La espera es siempre igual, una fórmula matemática precisa, incluso limitada (entre 0min - 5min).
Las escaleras mecánicas atestadas de gente, porque mientras se inventan las comodidades menos usamos nuestras facultades y; el andén, es una porción de convivencia predeterminada. Desearía no levantar la cabeza, perder la mirada en rostros ajenos, para recibir a cambio una sonrisa mediocre. No hay nunca novedad, son siempre los mismos reconcomios morales, los ensimismamientos, las comedias trágicas, la vida envasada al vacio.
Agudizo mi oído para hallar alguna conversación desfachatada, una confesión sin confesionario, alguna anécdota en pijamas, algo abrumador, lo que sea, y nada encuentro, no hay continuidad de los parques, ni final del juego, ni siquiera el ombligo del limbo, no hay siquiera el desconcertante silencio que no existe, el Om que retumba en cada rincón sin que lo notes. Me aburro, desisto...
Las cosas en sí mismas son maravillosas, la línea amarilla y en tren a toda velocidad, los rostros a toda máquina son imposibles de fijar, y detrás de ti un mundo gris-monótono (un nuevo color), las luces amarillas-petalos-marchitos son una invitación a saltar, sin embargo mis pies son parte del suelo. Bastaría un paso para que termine la función, un paso que sería hacia adelante, realmente, terminaría hacia atrás e irreversible. Pero no importaría.
Se detiene el tiempo, segundos antes que el tren, y la discordia crece a mí alrededor, estoy entre bestias siendo tan desalmada, y mis otras personalidades también hacen presencia al evento, mi obstinación está por encima de todo limite existente, me convenzo de que he vuelto a la era de piedra, mientras mis vecinos cavernícolas aun no conocen el idioma.

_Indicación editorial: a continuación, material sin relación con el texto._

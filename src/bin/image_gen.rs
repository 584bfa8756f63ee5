//! Generate projection images for one worker of a run.
use em_image_gen::config::{self, RunConfig};
use em_image_gen::image::io::{load_atoms, write_json_file};
use em_image_gen::{run_worker, FileSink};
use std::env;

fn main() {
    env_logger::Builder::from_env(env_logger::Env::default().default_filter_or("info")).init();
    if let Err(err) = run() {
        eprintln!("Error: {err}");
        std::process::exit(1);
    }
}

fn run() -> Result<(), String> {
    let mut args = env::args();
    let program = args.next().unwrap_or_else(|| "image_gen".to_string());
    let cli = config::parse_cli(&program, args)?;
    let config: RunConfig = config::load_config(&cli.config_path)?;

    let atoms = load_atoms(&config.atoms).map_err(|e| e.to_string())?;
    if cli.launch.rank == 0 {
        println!(
            "{} atoms, {} pixels, {} images over {} workers",
            atoms.len(),
            config.image.n_pixels,
            config.generation.n_imgs,
            cli.launch.world_size
        );
    }

    let mut sink = FileSink::new(config.output.png_preview);
    let summary = run_worker(&config, &atoms, &cli.launch, &mut sink).map_err(|e| e.to_string())?;

    if let Some(path) = &config.output.manifest {
        write_json_file(path, &sink.entries())?;
    }
    println!(
        "worker {}: wrote images {}..{} in {:.1} ms",
        summary.rank, summary.indices.start, summary.indices.end, summary.elapsed_ms
    );
    Ok(())
}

De cualquier manera, cambia la escena.
Giro mi rostro con desdén, solo quiero huir, entre golpes voy al suelo, y sigo de pie en el mismo sitio, mientras me burlo de mi misma, una carcajada detiene mi pecho. Me falta el aliento, cierro mis ojos, y en medio del desmayo alguien toma mi hombro. Despierto en sus ojos almendra, su cabello como el cobre que sin viento se mece y acaricia sus mejillas, no quiero levantarme, dejarle salvarme sería perderle el camino por siempre.
¿De dónde habrá venido?
¿De mi soledad proyectada en soledades vecinas?
¿A dónde se marcho tan rápido que mi vida continua intacta?